**Work required:** Look below for the line that has "filename src/gateway/requests.rs". Set down the lines from there through the line that has "a parse failure.", exactly as written.

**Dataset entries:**

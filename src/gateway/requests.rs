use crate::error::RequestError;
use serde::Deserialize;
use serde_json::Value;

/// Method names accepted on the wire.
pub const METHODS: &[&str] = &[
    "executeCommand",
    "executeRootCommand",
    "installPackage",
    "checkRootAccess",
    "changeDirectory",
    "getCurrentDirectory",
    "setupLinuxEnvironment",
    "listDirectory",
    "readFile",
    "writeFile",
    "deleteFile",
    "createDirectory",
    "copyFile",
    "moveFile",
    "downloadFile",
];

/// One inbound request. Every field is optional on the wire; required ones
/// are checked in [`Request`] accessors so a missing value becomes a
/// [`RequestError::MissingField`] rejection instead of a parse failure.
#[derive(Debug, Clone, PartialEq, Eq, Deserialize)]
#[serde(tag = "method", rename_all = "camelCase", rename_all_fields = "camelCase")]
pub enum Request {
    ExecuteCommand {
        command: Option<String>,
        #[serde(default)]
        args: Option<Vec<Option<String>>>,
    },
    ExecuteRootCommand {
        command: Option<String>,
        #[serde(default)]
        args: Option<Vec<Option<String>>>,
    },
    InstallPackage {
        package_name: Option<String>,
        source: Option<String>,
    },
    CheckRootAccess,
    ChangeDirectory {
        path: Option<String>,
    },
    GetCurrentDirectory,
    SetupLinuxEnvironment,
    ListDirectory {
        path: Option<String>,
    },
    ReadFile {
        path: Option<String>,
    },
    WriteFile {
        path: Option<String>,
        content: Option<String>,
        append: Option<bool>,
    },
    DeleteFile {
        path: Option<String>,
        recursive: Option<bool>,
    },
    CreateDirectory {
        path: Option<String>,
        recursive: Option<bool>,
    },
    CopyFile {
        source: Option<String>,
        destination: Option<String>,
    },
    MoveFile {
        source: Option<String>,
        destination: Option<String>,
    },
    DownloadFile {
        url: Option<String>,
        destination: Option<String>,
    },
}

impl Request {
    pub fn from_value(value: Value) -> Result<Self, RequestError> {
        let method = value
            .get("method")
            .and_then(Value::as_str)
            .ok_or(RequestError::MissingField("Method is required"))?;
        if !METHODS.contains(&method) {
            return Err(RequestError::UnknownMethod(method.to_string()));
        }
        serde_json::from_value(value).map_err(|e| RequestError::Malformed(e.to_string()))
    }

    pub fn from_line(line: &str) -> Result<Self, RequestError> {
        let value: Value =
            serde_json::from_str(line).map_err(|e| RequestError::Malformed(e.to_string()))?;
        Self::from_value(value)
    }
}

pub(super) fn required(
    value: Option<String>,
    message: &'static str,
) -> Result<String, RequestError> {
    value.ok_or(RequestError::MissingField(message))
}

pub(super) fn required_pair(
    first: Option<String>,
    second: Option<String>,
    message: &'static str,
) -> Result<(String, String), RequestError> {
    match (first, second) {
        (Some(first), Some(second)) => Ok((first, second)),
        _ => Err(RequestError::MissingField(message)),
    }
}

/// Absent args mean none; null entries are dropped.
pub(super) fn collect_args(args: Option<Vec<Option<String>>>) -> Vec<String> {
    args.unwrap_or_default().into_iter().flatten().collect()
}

---

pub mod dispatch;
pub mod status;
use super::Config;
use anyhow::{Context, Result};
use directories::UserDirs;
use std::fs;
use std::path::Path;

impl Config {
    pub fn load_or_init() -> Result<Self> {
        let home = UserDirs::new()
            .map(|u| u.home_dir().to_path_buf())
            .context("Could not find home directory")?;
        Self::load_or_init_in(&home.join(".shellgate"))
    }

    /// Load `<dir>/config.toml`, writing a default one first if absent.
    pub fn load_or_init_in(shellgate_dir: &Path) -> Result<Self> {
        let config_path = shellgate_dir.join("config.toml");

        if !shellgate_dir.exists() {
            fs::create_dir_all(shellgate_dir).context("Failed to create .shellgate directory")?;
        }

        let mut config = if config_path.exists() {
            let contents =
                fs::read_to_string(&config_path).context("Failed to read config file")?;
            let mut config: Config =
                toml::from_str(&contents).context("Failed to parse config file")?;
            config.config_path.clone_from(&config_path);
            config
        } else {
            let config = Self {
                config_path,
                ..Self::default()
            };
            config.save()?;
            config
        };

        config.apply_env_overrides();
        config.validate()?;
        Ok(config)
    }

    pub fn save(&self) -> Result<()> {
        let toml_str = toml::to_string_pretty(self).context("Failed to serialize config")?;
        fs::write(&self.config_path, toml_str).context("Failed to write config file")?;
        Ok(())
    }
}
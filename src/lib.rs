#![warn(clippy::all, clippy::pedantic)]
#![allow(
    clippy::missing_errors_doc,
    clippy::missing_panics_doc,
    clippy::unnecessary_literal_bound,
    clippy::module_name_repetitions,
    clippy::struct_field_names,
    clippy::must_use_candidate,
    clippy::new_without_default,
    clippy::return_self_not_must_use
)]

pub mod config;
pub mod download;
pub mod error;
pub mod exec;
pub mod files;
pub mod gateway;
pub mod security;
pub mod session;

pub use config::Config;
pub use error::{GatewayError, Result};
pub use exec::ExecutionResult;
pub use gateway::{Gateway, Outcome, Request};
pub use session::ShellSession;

**Exercise solution:**
filename src/gateway/requests.rs
use crate::error::RequestError;
use serde::Deserialize;
use serde_json::Value;

/// Method names accepted on the wire.
pub const METHODS: &[&str] = &[
    "executeCommand",
    "executeRootCommand",
    "installPackage",
    "checkRootAccess",
    "changeDirectory",
    "getCurrentDirectory",
    "setupLinuxEnvironment",
    "listDirectory",
    "readFile",
    "writeFile",
    "deleteFile",
    "createDirectory",
    "copyFile",
    "moveFile",
    "downloadFile",
];

/// One inbound request. Every field is optional on the wire; required ones
/// are checked in [`Request`] accessors so a missing value becomes a
/// [`RequestError::MissingField`] rejection instead of a parse failure.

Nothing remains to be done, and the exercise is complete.